RT , 所有点全部秒RE , 本地下载的测试点全过

可以排除是变量名的原因

就是这样一份丑陋的代码

#include <algorithm>
#include <cstdio>
#include <cstring>
#include <iostream>
#define enter putchar('\n')
#define space putchar(' ')
#define int long long
using namespace std;
const int inf = 0x3f3f3f3f;
void error()
{
    printf("error!!!\n");
    enter;
}
int n, m, t;
int Sentences, Complexity, Now_complexity, Num_for, Now_for, Max_complexity;
int Vis_variable[105], Now_variable[105], Complexity_variable[105];
bool Flag , Flag2;
string S1, S2;
signed main()
{
    cin >> t;
    while (t--)
    {
        Sentences = 0, Complexity = 0, Num_for = 0, Now_for = 0, Max_complexity = 0, Flag = false , Now_complexity = 0 , Flag2 = false;
        memset(Vis_variable, 0, sizeof(Vis_variable));
        memset(Now_variable, 0, sizeof(Now_variable));
        memset(Complexity_variable, 0, sizeof(Complexity_variable));
        cin >> Sentences >> S1;
        for (int i = 4; i < S1.size() - 1; i++)

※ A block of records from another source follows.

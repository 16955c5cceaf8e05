//! Chunk header layout.
//!
//! ```text
//! 0x00 chunk_type      0x04 chunk_size     0x08 header_size   0x0C header_version
//! 0x10 image_width     0x14 image_height   0x18 pixel_format  0x1C timestamp_us
//! 0x20 frame_count     0x24 status_code    0x28 timestamp_sec 0x2C timestamp_nsec
//! 0x30 meta_data (NUL-terminated JSON, runs up to header_size)
//! ```
//!
//! Every field is a little-endian 32-bit word.

use std::fmt;

use crate::error::{ChunkError, Result};

/// Offset of the metadata region.
pub const META_DATA_OFFSET: usize = 0x30;

/// Smallest header that still carries the first metadata word.
pub const MIN_HEADER_SIZE: usize = 0x34;

/// The header layout this crate was written against.
pub const SUPPORTED_HEADER_VERSION: u32 = 3;

/// Chunk type tag at offset 0x00.
#[derive(Clone, Copy, PartialEq, Eq, Hash)]
pub enum ChunkType {
    /// Raw 8-bit monochrome pixels, `image_width * image_height` bytes.
    Monochrome8,
    /// JPEG-encoded image.
    Jpeg,
    /// Any other tag; the payload is kept as opaque bytes.
    Other(u32),
}

impl ChunkType {
    pub const MONOCHROME_2D_8BIT: u32 = 251;
    pub const JPEG_IMAGE: u32 = 260;

    pub fn from_raw(raw: u32) -> Self {
        match raw {
            Self::MONOCHROME_2D_8BIT => Self::Monochrome8,
            Self::JPEG_IMAGE => Self::Jpeg,
            other => Self::Other(other),
        }
    }

    pub fn as_raw(self) -> u32 {
        match self {
            Self::Monochrome8 => Self::MONOCHROME_2D_8BIT,
            Self::Jpeg => Self::JPEG_IMAGE,
            Self::Other(raw) => raw,
        }
    }
}

impl fmt::Display for ChunkType {
    fn fmt(&self, f: &mut fmt::Formatter<'_>) -> fmt::Result {
        match self {
            Self::Monochrome8 => f.write_str("monochrome-8bit"),
            Self::Jpeg => f.write_str("jpeg"),
            Self::Other(raw) => write!(f, "unknown({raw})"),
        }
    }
}

impl fmt::Debug for ChunkType {
    fn fmt(&self, f: &mut fmt::Formatter<'_>) -> fmt::Result {
        write!(f, "ChunkType({self})")
    }
}

/// Fixed header of a result chunk.
#[derive(Debug, Clone, Copy, PartialEq, Eq)]
pub struct ChunkHeader {
    pub chunk_type: ChunkType,
    /// Total bytes of this chunk, header included.
    pub chunk_size: u32,
    /// Offset of the payload from the start of the chunk.
    pub header_size: u32,
    pub header_version: u32,
    pub image_width: u32,
    pub image_height: u32,
    /// Device pixel format code, passed through unchanged.
    pub pixel_format: u32,
    pub timestamp_us: u32,
    pub frame_count: u32,
    pub status_code: u32,
    pub timestamp_sec: u32,
    pub timestamp_nsec: u32,
}

impl ChunkHeader {
    /// Parse the header at the start of `bytes`.
    ///
    /// Offsets in returned errors are relative to `bytes`.
    pub fn parse(bytes: &[u8]) -> Result<Self> {
        if bytes.len() < MIN_HEADER_SIZE {
            return Err(ChunkError::malformed(
                0,
                format!(
                    "{} bytes left, a chunk header needs at least {MIN_HEADER_SIZE}",
                    bytes.len()
                ),
            ));
        }

        let header = Self {
            chunk_type: ChunkType::from_raw(word(bytes, 0x00)),
            chunk_size: word(bytes, 0x04),
            header_size: word(bytes, 0x08),
            header_version: word(bytes, 0x0C),
            image_width: word(bytes, 0x10),
            image_height: word(bytes, 0x14),
            pixel_format: word(bytes, 0x18),
            timestamp_us: word(bytes, 0x1C),
            frame_count: word(bytes, 0x20),
            status_code: word(bytes, 0x24),
            timestamp_sec: word(bytes, 0x28),
            timestamp_nsec: word(bytes, 0x2C),
        };

        if header.chunk_size == 0 {
            return Err(ChunkError::malformed(0, "chunk_size is zero"));
        }
        if (header.header_size as usize) < MIN_HEADER_SIZE {
            return Err(ChunkError::malformed(
                0,
                format!(
                    "header_size {} is below the minimum of {MIN_HEADER_SIZE}",
                    header.header_size
                ),
            ));
        }
        if header.header_size > header.chunk_size {
            return Err(ChunkError::malformed(
                0,
                format!(
                    "header_size {} exceeds chunk_size {}",
                    header.header_size, header.chunk_size
                ),
            ));
        }

        Ok(header)
    }

    /// Encode this header into `dst`, padded with zeros up to `header_size`.
    ///
    /// Used to build result buffers for fake devices and tests.
    pub fn write_to(&self, metadata: &[u8], dst: &mut Vec<u8>) {
        let start = dst.len();
        for value in [
            self.chunk_type.as_raw(),
            self.chunk_size,
            self.header_size,
            self.header_version,
            self.image_width,
            self.image_height,
            self.pixel_format,
            self.timestamp_us,
            self.frame_count,
            self.status_code,
            self.timestamp_sec,
            self.timestamp_nsec,
        ] {
            dst.extend_from_slice(&value.to_le_bytes());
        }
        let room = (self.header_size as usize).saturating_sub(META_DATA_OFFSET);
        let meta = &metadata[..metadata.len().min(room)];
        dst.extend_from_slice(meta);
        dst.resize(start + self.header_size as usize, 0);
    }

    pub fn payload_len(&self) -> usize {
        self.chunk_size.saturating_sub(self.header_size) as usize
    }
}

fn word(bytes: &[u8], offset: usize) -> u32 {
    let mut raw = [0u8; 4];
    raw.copy_from_slice(&bytes[offset..offset + 4]);
    u32::from_le_bytes(raw)
}
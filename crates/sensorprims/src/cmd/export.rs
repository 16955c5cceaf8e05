use serde::Serialize;
use sensorprims_rpc::LeaseConfig;

use crate::cmd::{ExportArgs, Target};
use crate::exit::{io_error, rpc_error, CliResult, SUCCESS};
use crate::output::{print_json, OutputFormat};

#[derive(Serialize)]
struct ExportOutput {
    path: String,
    size: usize,
    session: String,
}

pub fn run(args: ExportArgs, target: &Target, format: OutputFormat) -> CliResult<i32> {
    let client = target.rpc_client()?;
    let mut lease = client
        .request_session(args.password.as_deref(), None, LeaseConfig::default())
        .map_err(|err| rpc_error("open session", err))?;

    let exported = lease.export_config();
    let cancelled = lease.cancel();
    let config = exported.map_err(|err| rpc_error("export configuration", err))?;
    if let Err(err) = cancelled {
        tracing::warn!(error = %err, "session cancel failed after export");
    }

    std::fs::write(&args.out, &config).map_err(|err| io_error("write configuration", err))?;

    let out = ExportOutput {
        path: args.out.display().to_string(),
        size: config.len(),
        session: lease.session_id().to_string(),
    };
    match format {
        OutputFormat::Json => print_json(&out),
        OutputFormat::Raw => println!("{}", out.path),
        OutputFormat::Table | OutputFormat::Pretty => {
            println!("exported {} bytes to {}", out.size, out.path)
        }
    }
    Ok(SUCCESS)
}
use clap::ValueEnum;
use tracing::level_filters::LevelFilter;
use tracing_subscriber::filter::Targets;
use tracing_subscriber::layer::SubscriberExt;
use tracing_subscriber::util::SubscriberInitExt;

#[derive(Copy, Clone, Debug, ValueEnum)]
pub enum LogFormat {
    Text,
    Json,
}

#[derive(Copy, Clone, Debug, ValueEnum)]
pub enum LogLevel {
    Error,
    Warn,
    Info,
    Debug,
    Trace,
}

impl LogLevel {
    pub fn as_filter(self) -> LevelFilter {
        match self {
            LogLevel::Error => LevelFilter::ERROR,
            LogLevel::Warn => LevelFilter::WARN,
            LogLevel::Info => LevelFilter::INFO,
            LogLevel::Debug => LevelFilter::DEBUG,
            LogLevel::Trace => LevelFilter::TRACE,
        }
    }
}

/// `level` applies to our own crates; everything else (reqwest, hyper) stays at warn.
fn targets(level: LogLevel) -> Targets {
    let level = level.as_filter();
    Targets::new()
        .with_default(LevelFilter::WARN.min(level))
        .with_target("sensorprims", level)
        .with_target("sensorprims_transport", level)
        .with_target("sensorprims_frame", level)
        .with_target("sensorprims_chunk", level)
        .with_target("sensorprims_pcic", level)
        .with_target("sensorprims_rpc", level)
}

pub fn init_logging(format: LogFormat, level: LogLevel) {
    let registry = tracing_subscriber::registry().with(targets(level));
    let layer = tracing_subscriber::fmt::layer()
        .with_writer(std::io::stderr)
        .with_ansi(false)
        .with_target(false);

    match format {
        LogFormat::Text => {
            let _ = registry.with(layer).try_init();
        }
        LogFormat::Json => {
            let _ = registry.with(layer.json()).try_init();
        }
    }
}
//! Remote configuration of vision sensors over XML-RPC.
//!
//! [`DeviceClient`] covers the main level (parameters, versions, application
//! list). Configuration changes need a [`Lease`]: a session kept alive by a
//! background heartbeat and cancelled on drop. Edit mode, the edited
//! application and the edited imager are scope guards stacked on the lease.
//!
//! ```no_run
//! use sensorprims_rpc::{DeviceClient, LeaseConfig};
//!
//! # fn main() -> sensorprims_rpc::Result<()> {
//! let device = DeviceClient::connect("192.168.0.69")?;
//! let mut lease = device.request_session(None, None, LeaseConfig::default())?;
//! lease.edit(|edit| {
//!     edit.application(1, |app| {
//!         app.set_parameter("Name", "pallets")?;
//!         app.save()
//!     })
//! })?;
//! lease.cancel()?;
//! # Ok(())
//! # }
//! ```

pub mod device;
pub mod endpoint;
pub mod error;
mod heartbeat;
pub mod lease;
pub mod progress;
pub mod scope;
pub mod session;
pub mod transport;
pub mod value;

#[cfg(test)]
mod mock;

pub use device::{
    ApplicationEntry, DeviceClient, RebootMode, MAX_TRIGGER_ATTEMPTS, TRIGGER_REJECTED_FAULT,
    TRIGGER_RETRY_DELAY, UNKNOWN_PARAMETER_FAULT,
};
pub use endpoint::Endpoint;
pub use error::{Result, RpcError};
pub use lease::{Lease, LeaseConfig, LeaseState};
pub use progress::{poll_until_complete, EXPORT_IDLE_FAULT, IMPORT_IDLE_FAULT};
pub use scope::{
    full_frame_region, ApplicationKind, ApplicationScope, AutoExposureRequest, AutofocusRequest,
    EditScope, ImagerConfig, ImagerScope, Region, ScopeFrame, ScopeKind, ValidationFault,
    MAX_DESCRIPTION_LEN, MAX_NAME_LEN,
};
pub use session::{ImportScope, OperatingMode};
pub use transport::{HttpTransport, RpcConfig, RpcTransport, DEFAULT_API_PATH};
pub use value::Parameters;
pub use xmlrpc::Value;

            Complexity = Complexity * 10 + S1[i] - '0';
        // cout <<S1<<endl <<Complexity << endl;
        while (Sentences--)
        {
            cin >> S1;
            if (S1[0] == 'F')
            {
                Num_for++;
                cin >> S2;
                if (Vis_variable[S2[0] - 'a'])

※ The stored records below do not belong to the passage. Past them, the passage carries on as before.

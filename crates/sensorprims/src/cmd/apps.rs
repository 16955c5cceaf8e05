use serde::Serialize;

use crate::cmd::{ActivateArgs, Target};
use crate::exit::{pcic_error, CliResult, SUCCESS};
use crate::output::{print_json, print_table, OutputFormat};

pub fn run(target: &Target, format: OutputFormat) -> CliResult<i32> {
    let mut link = target.connect_pcic()?;
    let list = link
        .application_list()
        .map_err(|err| pcic_error("application list", err))?;

    match format {
        OutputFormat::Json => print_json(&list),
        OutputFormat::Table => print_table(
            &["APPLICATION", "ACTIVE"],
            list.numbers
                .iter()
                .map(|n| {
                    let active = if *n == list.active { "*" } else { "" };
                    vec![n.to_string(), active.to_string()]
                })
                .collect(),
        ),
        OutputFormat::Pretty => {
            println!("{} applications, active: {}", list.count, list.active);
            for n in &list.numbers {
                println!("  {n:02}{}", if *n == list.active { " *" } else { "" });
            }
        }
        OutputFormat::Raw => println!("{}", list.active),
    }
    Ok(SUCCESS)
}

#[derive(Serialize)]
struct Activated {
    active: u8,
}

pub fn activate(args: ActivateArgs, target: &Target, format: OutputFormat) -> CliResult<i32> {
    let mut link = target.connect_pcic()?;
    link.activate_application(args.number)
        .map_err(|err| pcic_error("activate application", err))?;

    match format {
        OutputFormat::Json => print_json(&Activated {
            active: args.number,
        }),
        OutputFormat::Raw => println!("{}", args.number),
        OutputFormat::Table | OutputFormat::Pretty => {
            println!("application {:02} active", args.number)
        }
    }
    Ok(SUCCESS)
}
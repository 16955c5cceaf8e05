//! Rename an application through a configuration session.
//!
//! Run with:
//!   cargo run --example edit-application --features rpc -- 192.168.0.69 1 "pallets"

use sensorprims::rpc::{DeviceClient, LeaseConfig};

fn main() -> Result<(), Box<dyn std::error::Error>> {
    let mut args = std::env::args().skip(1);
    let host = args.next().unwrap_or_else(|| "192.168.0.69".to_string());
    let index: u32 = args.next().map(|n| n.parse()).transpose()?.unwrap_or(1);
    let name = args.next().unwrap_or_else(|| "renamed".to_string());

    let device = DeviceClient::connect(&host)?;
    let mut lease = device.request_session(None, None, LeaseConfig::default())?;
    eprintln!("Session {}", lease.session_id());

    lease.edit(|edit| {
        edit.application(index, |app| {
            let faults = app.validate()?;
            for fault in &faults {
                eprintln!("validation: {} {}", fault.id, fault.text);
            }
            app.set_parameter("Name", &name)?;
            app.save()
        })
    })?;

    lease.cancel()?;
    for app in device.application_list()? {
        println!("{:02} {}", app.index, app.name);
    }
    Ok(())
}
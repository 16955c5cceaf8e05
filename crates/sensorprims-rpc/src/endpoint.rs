//! Remote object paths below the RPC API root.
//!
//! The device exposes one XML-RPC object per configuration level; each level's
//! path extends its parent's.

use std::fmt;

/// Path of one remote object, relative to the API root.
#[derive(Debug, Clone, PartialEq, Eq, Hash)]
pub struct Endpoint(String);

impl Endpoint {
    /// Path of the device's main object.
    pub const MAIN_PATH: &'static str = "com.ifm.efector/";

    /// The main (device) level.
    pub fn main() -> Self {
        Self(Self::MAIN_PATH.to_string())
    }

    /// Session level below this endpoint.
    pub fn session(&self, session_id: &str) -> Self {
        self.child(&format!("session_{session_id}/"))
    }

    /// Edit-mode level below a session.
    pub fn edit(&self) -> Self {
        self.child("edit/")
    }

    /// Device configuration (password, persistent save) below the edit level.
    pub fn device(&self) -> Self {
        self.child("device/")
    }

    /// Currently edited application below the edit level.
    pub fn application(&self) -> Self {
        self.child("application/")
    }

    /// Imager configuration `index` below the application level.
    pub fn imager(&self, index: u32) -> Self {
        self.child(&format!("imager_{index:03}/"))
    }

    /// The relative path, always ending in `/`.
    pub fn path(&self) -> &str {
        &self.0
    }

    fn child(&self, segment: &str) -> Self {
        Self(format!("{}{segment}", self.0))
    }
}

impl fmt::Display for Endpoint {
    fn fmt(&self, f: &mut fmt::Formatter<'_>) -> fmt::Result {
        f.write_str(&self.0)
    }
}

#[cfg(test)]
mod tests {
    use super::*;

    #[test]
    fn paths_nest_per_level() {
        let session = Endpoint::main().session("0123abcd");
        assert_eq!(session.path(), "com.ifm.efector/session_0123abcd/");

        let imager = session.edit().application().imager(1);
        assert_eq!(
            imager.path(),
            "com.ifm.efector/session_0123abcd/edit/application/imager_001/"
        );
        assert_eq!(imager.to_string(), imager.path());
    }

    #[test]
    fn device_config_sits_below_edit() {
        let device = Endpoint::main().session("s").edit().device();
        assert_eq!(device.path(), "com.ifm.efector/session_s/edit/device/");
    }

    #[test]
    fn imager_index_is_zero_padded() {
        let app = Endpoint::main().session("s").edit().application();
        assert!(app.imager(12).path().ends_with("imager_012/"));
        assert!(app.imager(999).path().ends_with("imager_999/"));
    }
}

                    Flag2 = true; //ERR
                else
                    Vis_variable[S2[0] - 'a'] = true, Now_variable[Num_for] = S1[0] - 'a';
                cin >> S1 >> S2;
                if (S1[0] != 'n' && S2[0] == 'n' && !Flag)
                    Now_complexity++, Complexity_variable[Num_for]++;
                else if ((S1.size() == S2.size() && S1 > S2) || S1.size() > S2.size() || (S1[0] == n && S2[0] != n))

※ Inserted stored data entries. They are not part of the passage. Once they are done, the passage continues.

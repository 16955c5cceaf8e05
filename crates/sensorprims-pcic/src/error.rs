use sensorprims_frame::Ticket;

use crate::response::ResponseCode;

/// Errors that can occur on a PCIC link.
#[derive(Debug, thiserror::Error)]
pub enum PcicError {
    /// Transport-level error.
    #[error("transport error: {0}")]
    Transport(#[from] sensorprims_transport::TransportError),

    /// Frame-level error.
    #[error("frame error: {0}")]
    Frame(#[from] sensorprims_frame::FrameError),

    /// Result chunk decoding error.
    #[error("chunk error: {0}")]
    Chunk(#[from] sensorprims_chunk::ChunkError),

    /// The device answered with a status code other than `*`.
    #[error("device refused command ({code}){}", reason_suffix(.reason))]
    DeviceRefused {
        code: ResponseCode,
        reason: Option<String>,
    },

    /// A trigger was refused while the device was busy evaluating.
    #[error("device busy{}", reason_suffix(.reason))]
    DeviceBusy { reason: Option<String> },

    /// A trigger was refused because of the device configuration.
    #[error("device in invalid state for trigger: {message} ({code})")]
    InvalidState { code: u32, message: String },

    /// A blocking read or write timed out; the link was torn down.
    #[error("request timed out after {0:?}")]
    Timeout(std::time::Duration),

    /// The device closed the connection.
    #[error("device disconnected: {0}")]
    Disconnected(String),

    /// The link has no open connection.
    #[error("link is not connected")]
    NotConnected,

    /// A previous call on `ticket` never completed; its reply may still arrive.
    #[error("ticket {ticket} still has a call in flight")]
    Desynchronized { ticket: Ticket },

    /// Too many unsolicited frames queued while waiting for a reply.
    #[error("async frame queue full ({0} frames)")]
    BufferFull(usize),

    /// The device answered with something the command does not produce.
    #[error("unexpected response: {0}")]
    UnexpectedResponse(String),

    /// An argument is outside the range the command accepts.
    #[error("invalid argument: {0}")]
    InvalidArgument(String),

    /// JSON serialization/deserialization error.
    #[error("json error: {0}")]
    Json(#[from] serde_json::Error),
}

fn reason_suffix(reason: &Option<String>) -> String {
    match reason {
        Some(reason) => format!(": {reason}"),
        None => String::new(),
    }
}

impl PcicError {
    /// Errors after which the connection can no longer be trusted.
    pub fn is_fatal(&self) -> bool {
        matches!(
            self,
            Self::Transport(_)
                | Self::Frame(_)
                | Self::Timeout(_)
                | Self::Disconnected(_)
                | Self::Desynchronized { .. }
                | Self::BufferFull(_)
        )
    }
}

pub type Result<T> = std::result::Result<T, PcicError>;
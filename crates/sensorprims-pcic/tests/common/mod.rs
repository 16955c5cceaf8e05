//! In-process fake PCIC device.

#![allow(dead_code)]

use std::net::{SocketAddr, TcpListener};
use std::sync::{Arc, Mutex};
use std::thread::{self, JoinHandle};
use std::time::Duration;

use sensorprims_chunk::{ChunkHeader, ChunkType};
use sensorprims_frame::{FrameReader, FrameWriter, Ticket};

/// What the fake device does in answer to one command.
pub enum Out {
    /// Reply under the command's ticket.
    Reply(Vec<u8>),
    /// Unsolicited frame under ticket `0000`.
    Async(Vec<u8>),
    Delay(Duration),
    /// Close the connection.
    Close,
}

pub fn reply(body: &str) -> Vec<Out> {
    vec![Out::Reply(body.as_bytes().to_vec())]
}

pub struct FakeDevice {
    addr: SocketAddr,
    log: Arc<Mutex<Vec<String>>>,
    handle: Option<JoinHandle<()>>,
}

impl FakeDevice {
    /// Serve a single connection.
    pub fn spawn<F>(handler: F) -> Self
    where
        F: FnMut(&str) -> Vec<Out> + Send + 'static,
    {
        Self::spawn_sessions(1, handler)
    }

    /// Serve `sessions` connections one after another.
    pub fn spawn_sessions<F>(sessions: usize, mut handler: F) -> Self
    where
        F: FnMut(&str) -> Vec<Out> + Send + 'static,
    {
        let listener = TcpListener::bind("127.0.0.1:0").expect("listener should bind");
        let addr = listener.local_addr().expect("listener should have address");
        let log = Arc::new(Mutex::new(Vec::new()));
        let thread_log = Arc::clone(&log);

        let handle = thread::spawn(move || {
            for _ in 0..sessions {
                let Ok((stream, _)) = listener.accept() else {
                    return;
                };
                let reader_stream = stream.try_clone().expect("stream should clone");
                let mut reader = FrameReader::new(reader_stream);
                let mut writer = FrameWriter::new(stream);

                'session: loop {
                    let Ok(frame) = reader.read_frame() else {
                        break;
                    };
                    let command = String::from_utf8_lossy(&frame.body).into_owned();
                    thread_log
                        .lock()
                        .expect("log lock should not be poisoned")
                        .push(command.clone());

                    for out in handler(&command) {
                        let sent = match out {
                            Out::Reply(body) => writer.send(frame.ticket, &body),
                            Out::Async(body) => writer.send(Ticket::ASYNC, &body),
                            Out::Delay(delay) => {
                                thread::sleep(delay);
                                Ok(())
                            }
                            Out::Close => break 'session,
                        };
                        if sent.is_err() {
                            break 'session;
                        }
                    }
                }
            }
        });

        Self {
            addr,
            log,
            handle: Some(handle),
        }
    }

    pub fn addr(&self) -> String {
        self.addr.to_string()
    }

    /// Commands received so far, in order.
    pub fn commands(&self) -> Vec<String> {
        self.log
            .lock()
            .expect("log lock should not be poisoned")
            .clone()
    }

    /// Wait for the device thread to finish and return every command it saw.
    pub fn join(mut self) -> Vec<String> {
        if let Some(handle) = self.handle.take() {
            handle.join().expect("fake device thread should not panic");
        }
        self.commands()
    }
}

/// A header-version-3 raw monochrome chunk filled with `fill`.
pub fn mono_chunk(width: u32, height: u32, fill: u8) -> Vec<u8> {
    let pixels = (width * height) as usize;
    let header = ChunkHeader {
        chunk_type: ChunkType::Monochrome8,
        chunk_size: 0x40 + pixels as u32,
        header_size: 0x40,
        header_version: 3,
        image_width: width,
        image_height: height,
        pixel_format: 0,
        timestamp_us: 0,
        frame_count: 1,
        status_code: 0,
        timestamp_sec: 0,
        timestamp_nsec: 0,
    };
    let mut out = Vec::new();
    header.write_to(br#"{"src":"fake"}"#, &mut out);
    out.extend(std::iter::repeat(fill).take(pixels));
    out
}

/// `star;<ids>;stop` followed by one chunk per id.
pub fn image_result(ids: &[u8]) -> Vec<u8> {
    let mut out = b"star;".to_vec();
    for id in ids {
        out.extend_from_slice(format!("{id};").as_bytes());
    }
    out.extend_from_slice(b"stop");
    for id in ids {
        out.extend(mono_chunk(4, 2, *id));
    }
    out
}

                    Flag = true, Now_for = Num_for;
            }
            if (S1[0] == 'E')   
            {
                Max_complexity = max(Max_complexity, Now_complexity);
                Vis_variable[Now_variable[Num_for]] = false;
                Now_complexity -= Complexity_variable[Num_for];
                Complexity_variable[Num_for] = 0;
                Num_for--;
                if (Now_for && Num_for < Now_for)
                    Flag = false, Now_for = 0 , Flag2 = false;
            }
            
        }
        if (Num_for > 0 || Flag2) //too much fors
        {
            // if(Num_for)
            //     cout << "Num_for : " << Num_for << endl;
            // else
            //     cout << "Flag2 : " << Flag2 << endl;
            printf("ERR\n");
            continue;
        }
        if (!Num_for && Max_complexity == Complexity)
            printf("Yes\n");
        if (!Num_for && Max_complexity != Complexity)
            printf("No\n");
    }
    return 0;
}
/*
1
2 O(n^2)
F a 60 n
E
*/

QwQ